Config

connector_type: google_cloud_pubsub
project_id: test-project-id
topic_id: test-topic-id
subscription_id: test-subscription-id-0
timeout: 5
batch_size: 100
pubsub_emulator_host: null  # "host.docker.internal:8085"
path_to_credentials_json_file: "./google_credentials.json"

The pubsub_emulator_host parameter is optional, which could be used when you need to test the Google Cloud PubSub service locally through an emulator (see more details at the bottom).

Start Mage

Create a new pipeline

  1. Open Mage in your browser.

  2. Click + New pipeline, then select Streaming.

  3. Add a data loader block, select Google Cloud PubSub, and change the settings to those of your PubSub project:

    connector_type: google_cloud_pubsub
    project_id: test-project-id
    topic_id: test-topic-id
    subscription_id: test-subscription-id-0
    timeout: 5
    batch_size: 100
    pubsub_emulator_host: null
    path_to_credentials_json_file: "./google_credentials.json"
    
  4. Add a transformer block and paste the following:

    from typing import Dict, List
    
    if 'transformer' not in globals():
        from mage_ai.data_preparation.decorators import transformer
    
    
    @transformer
    def transform(messages: List[Dict], *args, **kwargs):
        """
        Template code for a transformer block.
    
        Args:
            messages: List of messages in the stream.
    
        Returns:
            Transformed messages
        """
        # Specify your transformation logic here
        print(f'Transform: {messages}')
        return messages
    
  5. Add a data exporter block, select Dummy and keep the default settings:

    connector_type: dummy
    print_msg: true
    

Test pipeline

Open the streaming pipeline you just created, and in the right side panel near the bottom, click the button Execute pipeline to test the pipeline.
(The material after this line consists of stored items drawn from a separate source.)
use crate::{db::{Room, RoomRow}, RoomId, UserId};

use super::Store;

impl Store {
    pub async fn find_room_by_user(&self, user_id: UserId) -> sqlx::Result<Option<Room>> {
        let row: Option<RoomRow> = sqlx::query_as(
            "SELECT room_id,user_a_id,user_b_id,code,locked FROM rooms WHERE user_a_id=? OR user_b_id=?",
        )
        .bind(user_id)
        .bind(user_id)
        .fetch_optional(&self.db_pool)
        .await?;

        Ok(row.map(Room::from))
    }

    /// Oldest room whose second slot is still open and that was not created by `excluding`.
    pub async fn find_open_room(&self, excluding: UserId) -> sqlx::Result<Option<Room>> {
        let row: Option<RoomRow> = sqlx::query_as(
            "SELECT room_id,user_a_id,user_b_id,code,locked FROM rooms
            WHERE user_b_id IS NULL AND user_a_id!=?
            ORDER BY room_id ASC LIMIT 1",
        )
        .bind(excluding)
        .fetch_optional(&self.db_pool)
        .await?;

        Ok(row.map(Room::from))
    }

    pub async fn find_room_by_code(&self, code: &str) -> sqlx::Result<Option<Room>> {
        let row: Option<RoomRow> = sqlx::query_as(
            "SELECT room_id,user_a_id,user_b_id,code,locked FROM rooms WHERE code=? AND user_b_id IS NULL",
        )
        .bind(code)
        .fetch_optional(&self.db_pool)
        .await?;

        Ok(row.map(Room::from))
    }

    pub async fn code_exists(&self, code: &str) -> sqlx::Result<bool> {
        let row: Option<(i64,)> = sqlx::query_as("SELECT 1 FROM rooms WHERE code=?")
            .bind(code)
            .fetch_optional(&self.db_pool)
            .await?;
        Ok(row.is_some())
    }

    /// Returns `None` when `code` collided with a code inserted since it was
    /// checked; the caller draws again.
    pub async fn create_room(&self, owner: UserId, code: &str) -> sqlx::Result<Option<Room>> {
        let result = sqlx::query_as::<_, RoomRow>(
            "INSERT INTO rooms (user_a_id,code,locked) VALUES (?,?,0)
            RETURNING room_id,user_a_id,user_b_id,code,locked",
        )
        .bind(owner)
        .bind(code)
        .fetch_one(&self.db_pool)
        .await;

        match result {
            Ok(row) => Ok(Some(Room::from(row))),
            Err(sqlx::Error::Database(err)) if err.is_unique_violation() => Ok(None),
            Err(err) => Err(err),
        }
    }

    /// Compare-and-set on the empty second slot. Filling the slot locks the
    /// room and retires its join code. `None` means the slot was already
    /// taken (or the room belongs to `user_id` already).
    pub async fn fill_slot_b(&self, room_id: RoomId, user_id: UserId) -> sqlx::Result<Option<Room>> {
        let row: Option<RoomRow> = sqlx::query_as(
            "UPDATE rooms SET user_b_id=?, code=NULL, locked=1
            WHERE room_id=? AND user_b_id IS NULL AND user_a_id!=?
            RETURNING room_id,user_a_id,user_b_id,code,locked",
        )
        .bind(user_id)
        .bind(room_id)
        .bind(user_id)
        .fetch_optional(&self.db_pool)
        .await?;

        Ok(row.map(Room::from))
    }

    /// Sets a code on a room that is still waiting for its second member.
    pub async fn set_room_code(&self, room_id: RoomId, code: &str) -> sqlx::Result<Option<Room>> {
        let result = sqlx::query_as::<_, RoomRow>(
            "UPDATE rooms SET code=? WHERE room_id=? AND user_b_id IS NULL
            RETURNING room_id,user_a_id,user_b_id,code,locked",
        )
        .bind(code)
        .bind(room_id)
        .fetch_optional(&self.db_pool)
        .await;

        match result {
            Ok(row) => Ok(row.map(Room::from)),
            Err(sqlx::Error::Database(err)) if err.is_unique_violation() => Ok(None),
            Err(err) => Err(err),
        }
    }
}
Publish some testing messages

Please use the publisher example given in the Testing apps locally with the emulator

python publisher.py test-project-id publish test-topic-id

You should see an output similar to the following:

[silent_mountain] [GoogleCloudPubSubSource] Subscription already exists: projects/my-pubsub-project-385206/subscriptions/my-topic-1-sub
[silent_mountain] [GoogleCloudPubSubSource] Start consuming batch messages.
[silent_mountain] [GoogleCloudPubSubSource] Number of received messages: 4
[late_wood] Transform: [{'data': 'Google Cloud PubSub Message number 1'}, {'data': 'Google Cloud PubSub Message number 8'}, {'data': 'Google Cloud PubSub Message number 2'}, {'data': 'Google Cloud PubSub Message number 3'}]
[silent_mountain] [DummySink] Batch ingest 4 records, time=1682968557.6466439. Sample: {'data': 'Google Cloud PubSub Message number 1'}
[silent_mountain] [GoogleCloudPubSubSource] Received and acknowledged 4 messages from projects/my-pubsub-project-385206/subscriptions/my-topic-1-sub.
[silent_mountain] [GoogleCloudPubSubSource] Number of received messages: 4
[late_wood] Transform: [{'data': 'Google Cloud PubSub Message number 7'}, {'data': 'Google Cloud PubSub Message number 9'}, {'data': 'Google Cloud PubSub Message number 4'}, {'data': 'Google Cloud PubSub Message number 5'}]
[silent_mountain] [DummySink] Batch ingest 4 records, time=1682968559.027885. Sample: {'data': 'Google Cloud PubSub Message number 7'}
[silent_mountain] [GoogleCloudPubSubSource] Received and acknowledged 4 messages from projects/my-pubsub-project-385206/subscriptions/my-topic-1-sub.
[silent_mountain] [GoogleCloudPubSubSource] Number of received messages: 1
[late_wood] Transform: [{'data': 'Google Cloud PubSub Message number 6'}]
[silent_mountain] [DummySink] Batch ingest 1 records, time=1682968560.894928. Sample: {'data': 'Google Cloud PubSub Message number 6'}
[silent_mountain] [GoogleCloudPubSubSource] Received and acknowledged 1 messages from projects/my-pubsub-project-385206/subscriptions/my-topic-1-sub.

Set up Google Cloud Pubsub emulator

To test out Google Cloud PubSub source locally, follow the instructions in Testing apps locally with the emulator to set up the local Google Cloud PubSub emulator.

Create a project_id for testing

Use the command listed under the Starting the emulator section to create a project_id, e.g.,

gcloud beta emulators pubsub start --project=test-project-id

$(gcloud beta emulators pubsub env-init)

Create a topic and a subscription

Use the gcloud pubsub topics create command to create a topic:

gcloud pubsub topics create test-topic-id

After you create a topic, you can subscribe or publish to it. Use the gcloud pubsub subscriptions create command to create a subscription.

gcloud pubsub subscriptions create test-subscription-id-0 --topic test-topic-id

Only messages published to the topic after the subscription is created are available to subscriber applications.